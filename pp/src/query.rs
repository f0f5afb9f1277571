//! Read-side task queries used by the CLI and other collaborators

use chrono::NaiveDateTime;
use tracing::debug;

use crate::domain::{Frequency, Owner, Task, TaskId, TimeOfDay};
use crate::error::RecordError;
use crate::scheduler::{ConflictReport, detect_conflicts};

/// Completion filter for task listings
#[derive(Debug, Clone, Copy, PartialEq, Eq, Default)]
pub enum StatusFilter {
    #[default]
    All,
    Pending,
    Completed,
}

impl std::str::FromStr for StatusFilter {
    type Err = String;

    fn from_str(s: &str) -> Result<Self, Self::Err> {
        match s.to_lowercase().as_str() {
            "all" => Ok(Self::All),
            "pending" => Ok(Self::Pending),
            "completed" | "complete" | "done" => Ok(Self::Completed),
            _ => Err(format!("Unknown status: {}. Use: all, pending, or completed", s)),
        }
    }
}

/// Task listing filter
#[derive(Debug, Clone, Default)]
pub struct TaskFilter {
    pub pet_name: Option<String>,
    pub status: StatusFilter,
}

pub fn tasks_by_frequency(owner: &Owner, frequency: Frequency) -> Vec<&Task> {
    owner
        .tasks()
        .map(|(_, task)| task)
        .filter(|task| task.frequency == frequency)
        .collect()
}

pub fn tasks_for_pet<'a>(owner: &'a Owner, pet_name: &str) -> Result<Vec<&'a Task>, RecordError> {
    owner
        .pet_by_name(pet_name)
        .map(|pet| pet.tasks().iter().collect())
        .ok_or_else(|| RecordError::PetNotFound {
            name: pet_name.to_string(),
        })
}

/// Tasks with their pet names, filtered by pet and completion state
pub fn filter_tasks<'a>(owner: &'a Owner, filter: &TaskFilter) -> Vec<(&'a str, &'a Task)> {
    debug!(?filter, "filter_tasks: called");
    owner
        .tasks()
        .filter(|(pet, _)| filter.pet_name.as_deref().is_none_or(|name| pet.name == name))
        .filter(|(_, task)| match filter.status {
            StatusFilter::All => true,
            StatusFilter::Pending => !task.completion_status,
            StatusFilter::Completed => task.completion_status,
        })
        .map(|(pet, task)| (pet.name.as_str(), task))
        .collect()
}

/// Sort by preferred time; untimed tasks go last, ties keep input order
pub fn sort_by_time<'a>(mut tasks: Vec<&'a Task>) -> Vec<&'a Task> {
    tasks.sort_by_key(|task| (task.preferred_time.is_none(), task.preferred_time));
    tasks
}

/// Pending tasks whose time has passed as of `now`.
///
/// A task is overdue when its due date is before today, or when it is due
/// today (or undated) and its preferred time is earlier than `now`.
pub fn overdue_tasks(owner: &Owner, now: NaiveDateTime) -> Vec<(&str, &Task)> {
    let today = now.date();
    let time = TimeOfDay::from(now.time());
    debug!(%now, "overdue_tasks: called");
    owner
        .tasks()
        .filter(|(_, task)| !task.completion_status)
        .filter(|(_, task)| match task.due_date {
            Some(due) if due < today => true,
            Some(due) if due > today => false,
            _ => task.preferred_time.is_some_and(|preferred| preferred < time),
        })
        .map(|(pet, task)| (pet.name.as_str(), task))
        .collect()
}

/// Conflicts between pending tasks at their preferred times
pub fn preferred_time_conflicts(owner: &Owner) -> ConflictReport {
    detect_conflicts(
        owner.tasks().map(|(_, task)| task).filter(|task| !task.completion_status),
        Task::preferred_slot,
    )
}

/// One warning line per conflict at preferred times
pub fn conflict_warnings(owner: &Owner) -> Vec<String> {
    let pet_name = |task_id: &TaskId| {
        owner
            .task(task_id)
            .map(|(pet, _)| pet.name.as_str())
            .unwrap_or("unknown")
    };
    let report = preferred_time_conflicts(owner);
    let mut warnings: Vec<String> = report
        .double_bookings()
        .map(|c| {
            format!(
                "Double booking for {}: '{}' and '{}' overlap at {}",
                pet_name(&c.first.task_id),
                c.first.description,
                c.second.description,
                c.overlap
            )
        })
        .collect();
    warnings.extend(report.cross_pet.iter().map(|c| {
        format!(
            "Overlap: {}'s '{}' and {}'s '{}' both at {}",
            pet_name(&c.first.task_id),
            c.first.description,
            pet_name(&c.second.task_id),
            c.second.description,
            c.overlap
        )
    }));
    warnings
}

——

:: About this exercise ::
Extract, verbatim, the lines from the one containing "pub fn preferred_time_conflicts(owner: &Owner)" through the last line of the listing above.

:: Response area ::
pub fn preferred_time_conflicts(owner: &Owner) -> ConflictReport {
    detect_conflicts(
        owner.tasks().map(|(_, task)| task).filter(|task| !task.completion_status),
        Task::preferred_slot,
    )
}

/// One warning line per conflict at preferred times
pub fn conflict_warnings(owner: &Owner) -> Vec<String> {
    let pet_name = |task_id: &TaskId| {
        owner
            .task(task_id)
            .map(|(pet, _)| pet.name.as_str())
            .unwrap_or("unknown")
    };
    let report = preferred_time_conflicts(owner);
    let mut warnings: Vec<String> = report
        .double_bookings()
        .map(|c| {
            format!(
                "Double booking for {}: '{}' and '{}' overlap at {}",
                pet_name(&c.first.task_id),
                c.first.description,
                c.second.description,
                c.overlap
            )
        })
        .collect();
    warnings.extend(report.cross_pet.iter().map(|c| {
        format!(
            "Overlap: {}'s '{}' and {}'s '{}' both at {}",
            pet_name(&c.first.task_id),
            c.first.description,
            pet_name(&c.second.task_id),
            c.second.description,
            c.overlap
        )
    }));
    warnings
}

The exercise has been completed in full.